Gefräßige Bürokratie und die Angst vor dem Wolf – und nicht angeleinten Hunden

Die beiden sind angestellt bei der Stiftung Naturschutzpark Lüneburger Heide, haben sogar Anrecht auf 30 Tage Urlaub im Jahr und bekommen Hilfe, wenn einer krank wird. „Wir sind angestellt, arbeiten aber selbstständig“, erzählt Lippschuss. „Es ist ja schwierig, selbstständig zu sein, die Bürokratie frisst die Schäfer auf“, meint der 31-Jährige.

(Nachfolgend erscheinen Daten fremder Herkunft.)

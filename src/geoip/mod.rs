//! GeoIP lookups using MaxMind GeoLite2 databases.
//!
//! The City database gives the location hint for a target address and the
//! ASN database maps targets without an explicit ASN to their network. When
//! the City database only knows the country, the most populous city of that
//! country (from the world cities file) is used instead.

mod database;
mod gazetteer;

pub use database::GeoIpDatabase;
pub use gazetteer::Gazetteer;

use std::net::IpAddr;

use crate::models::Location;

/// Address to location and ASN mapping.
pub trait IpLocator {
    /// City-level location of `ip`, if known.
    fn lookup_ip(&self, ip: IpAddr) -> Option<Location>;

    /// ASN announcing `ip`, if known.
    fn lookup_asn(&self, ip: IpAddr) -> Option<u32>;

    /// Locations of several addresses, skipping unknown ones.
    fn lookup_ips(&self, ips: &[IpAddr]) -> Vec<(IpAddr, Location)> {
        ips.iter()
            .filter_map(|ip| self.lookup_ip(*ip).map(|location| (*ip, location)))
            .collect()
    }
}
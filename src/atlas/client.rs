//! HTTP client for the RIPE Atlas REST API.

use std::collections::BTreeSet;
use std::time::Duration;

use chrono::Utc;
use log::{debug, info, warn};

use super::types::{
    MeasurementCreated, MeasurementInfo, MeasurementRequest, PingDefinition, PingResult,
    ProbePage, ProbeSource,
};
use super::{MeasurementPlatform, PingRequest, VantagePointFilter};
use crate::config::{ATLAS_API_BASE, DEFAULT_MAX_POLLS, DEFAULT_POLL_INTERVAL};
use crate::error_handling::CollaboratorError;
use crate::http::{get_json, send_json};
use crate::models::{AddressFamily, RttObservation, VantagePoint};

const SERVICE: &str = "RIPE Atlas";

/// Measurement states in which results are still incomplete
const ACTIVE_STATES: [&str; 3] = ["Specified", "Scheduled", "Ongoing"];

/// RIPE Atlas API client.
#[derive(Debug, Clone)]
pub struct AtlasClient {
    client: reqwest::Client,
    api_key: String,
    base_url: String,
    poll_interval: Duration,
    max_polls: u32,
}

impl AtlasClient {
    /// Client for the public RIPE Atlas API.
    pub fn new(client: reqwest::Client, api_key: String) -> Self {
        Self {
            client,
            api_key,
            base_url: ATLAS_API_BASE.to_string(),
            poll_interval: DEFAULT_POLL_INTERVAL,
            max_polls: DEFAULT_MAX_POLLS,
        }
    }

    /// Uses an Atlas-compatible API at `base_url`.
    pub fn with_base_url(mut self, base_url: &str) -> Self {
        self.base_url = base_url.trim_end_matches('/').to_string();
        self
    }

    /// Sets how often and how many times a running measurement is checked
    /// before its results are collected.
    pub fn with_polling(mut self, poll_interval: Duration, max_polls: u32) -> Self {
        self.poll_interval = poll_interval;
        self.max_polls = max_polls;
        self
    }

    async fn create_measurement(&self, request: &PingRequest) -> Result<u64, CollaboratorError> {
        let ids: Vec<String> = request
            .vantage_points
            .iter()
            .map(|id| id.to_string())
            .collect();
        let body = MeasurementRequest {
            definitions: vec![PingDefinition {
                kind: "ping",
                af: request.address_family().as_u8(),
                target: request.target.to_string(),
                description: request.description.clone(),
                packets: request.packets,
            }],
            probes: vec![ProbeSource {
                kind: "probes",
                value: ids.join(","),
                requested: ids.len(),
            }],
            is_oneoff: true,
            start_time: Utc::now().timestamp(),
        };

        let url = format!("{}/api/v2/measurements/", self.base_url);
        let created: MeasurementCreated = send_json(
            self.client
                .post(&url)
                .query(&[("key", self.api_key.as_str())])
                .json(&body),
            SERVICE,
        )
        .await?;
        created
            .measurements
            .first()
            .copied()
            .ok_or_else(|| CollaboratorError::Malformed {
                service: SERVICE,
                detail: "measurement created without an id".to_string(),
            })
    }

    /// Waits until the measurement leaves the active states or the poll
    /// budget is spent.
    async fn wait_for(&self, measurement_id: u64) {
        let url = format!("{}/api/v2/measurements/{}/", self.base_url, measurement_id);
        for poll in 1..=self.max_polls {
            tokio::time::sleep(self.poll_interval).await;
            match get_json::<MeasurementInfo>(&self.client, SERVICE, &url, &[]).await {
                Ok(info) => {
                    debug!(
                        "Measurement {} is {} (check {}/{})",
                        measurement_id, info.status.name, poll, self.max_polls
                    );
                    if !ACTIVE_STATES.contains(&info.status.name.as_str()) {
                        return;
                    }
                }
                Err(e) => {
                    warn!("Status check of measurement {} failed: {}", measurement_id, e);
                    return;
                }
            }
        }
        info!(
            "Measurement {} still running after {} checks, collecting partial results",
            measurement_id, self.max_polls
        );
    }

    async fn results(&self, measurement_id: u64) -> Result<RttObservation, CollaboratorError> {
        let url = format!(
            "{}/api/v2/measurements/{}/results/",
            self.base_url, measurement_id
        );
        let results: Vec<PingResult> = get_json(&self.client, SERVICE, &url, &[]).await?;
        let mut observations = RttObservation::new();
        for result in results {
            observations
                .entry(result.prb_id)
                .or_default()
                .extend(result.result.iter().filter_map(|reply| reply.rtt));
        }
        Ok(observations)
    }
}

impl MeasurementPlatform for AtlasClient {
    async fn active_vantage_points(
        &self,
        filter: &VantagePointFilter,
        family: AddressFamily,
    ) -> Result<BTreeSet<VantagePoint>, CollaboratorError> {
        let mut query = vec![("status", "1".to_string())];
        match filter {
            VantagePointFilter::Country(code) => query.push(("country_code", code.to_uppercase())),
            VantagePointFilter::Asn(asn) => {
                let key = match family {
                    AddressFamily::V4 => "asn_v4",
                    AddressFamily::V6 => "asn_v6",
                };
                query.push((key, asn.to_string()));
            }
        }

        let mut vantage_points = BTreeSet::new();
        let first_url = format!("{}/api/v2/probes/", self.base_url);
        let mut page: ProbePage = get_json(&self.client, SERVICE, &first_url, &query).await?;
        loop {
            for probe in page.results {
                let asn = match family {
                    AddressFamily::V4 => probe.asn_v4,
                    AddressFamily::V6 => probe.asn_v6,
                };
                let Some(asn) = asn else { continue };
                let Some(geometry) = probe.geometry else { continue };
                if geometry.kind != "Point" || geometry.coordinates.len() < 2 {
                    continue;
                }
                vantage_points.insert(VantagePoint {
                    id: probe.id,
                    asn,
                    latitude: geometry.coordinates[1],
                    longitude: geometry.coordinates[0],
                    country: probe.country_code.unwrap_or_default(),
                });
            }
            match page.next {
                // `next` already carries the filter
                Some(next) => page = get_json(&self.client, SERVICE, &next, &[]).await?,
                None => break,
            }
        }
        debug!("{} active probes for {}", vantage_points.len(), filter);
        Ok(vantage_points)
    }

    async fn ping(&self, request: &PingRequest) -> Result<RttObservation, CollaboratorError> {
        if request.vantage_points.is_empty() {
            return Ok(RttObservation::new());
        }
        let measurement_id = self.create_measurement(request).await?;
        info!(
            "Created measurement {} towards {} from {} probes",
            measurement_id,
            request.target,
            request.vantage_points.len()
        );
        self.wait_for(measurement_id).await;
        self.results(measurement_id).await
    }
}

Zudem sei die Angst vor dem Wolf ständig präsent, die offenen Fenster im Stall sind alle mit Draht vergittert. „Wir haben hier einen oder zwei auch schon tagsüber gesehen, wie sie um unseren Stall liefen“, berichtet der Tierwirt über die ständige Angst.

Neben den Wölfen, die in den vergangenen Jahren bei Kollegen schon viele Schafe gerissen haben, machen nicht angeleinte Hunde große Sorgen. Besonders gebeutelt ist Schäferin Andrea Herold aus Inzmühlen im Landkreis Harburg. Sie hat beobachtet, dass sie viele Menschen in der Pandemie Hunde angeschafft haben und diese frei herumlaufen lassen. „Schafe kennen nicht den Unterschied zwischen Wolf und Hund, das ist Stress hoch drei für sie“, berichtet Herold, die deshalb in der Vergangenheit zahlreiche Totgeburten zu beklagen hatte. „Wir haben eine ganzjährige Leinenpflicht“, bestätigt Marc Sander, Geschäftsführer der Naturschutzpark-Stiftung. Trotzdem halten sich nicht immer alle daran.

Viele Spaziergänger parkten ihre Autos im Naturschutzgebiet und liefen kreuz und quer mit ihren Vierbeinern. Zusammen mit der Angst vor Wölfen habe sie in ihrer Herde mit 400 Heidschnucken stressbedingt 30 bis 40 Prozent Einbußen beim Nachwuchs, sagt Schäferin Herold aus Unterfranken, die seit 22 Jahren in der Heide arbeitet. Durch den Stress in der Bockzeit würden weniger Heidschnucken tragend. Der Hof erwartet 200 Lämmer im Frühjahr.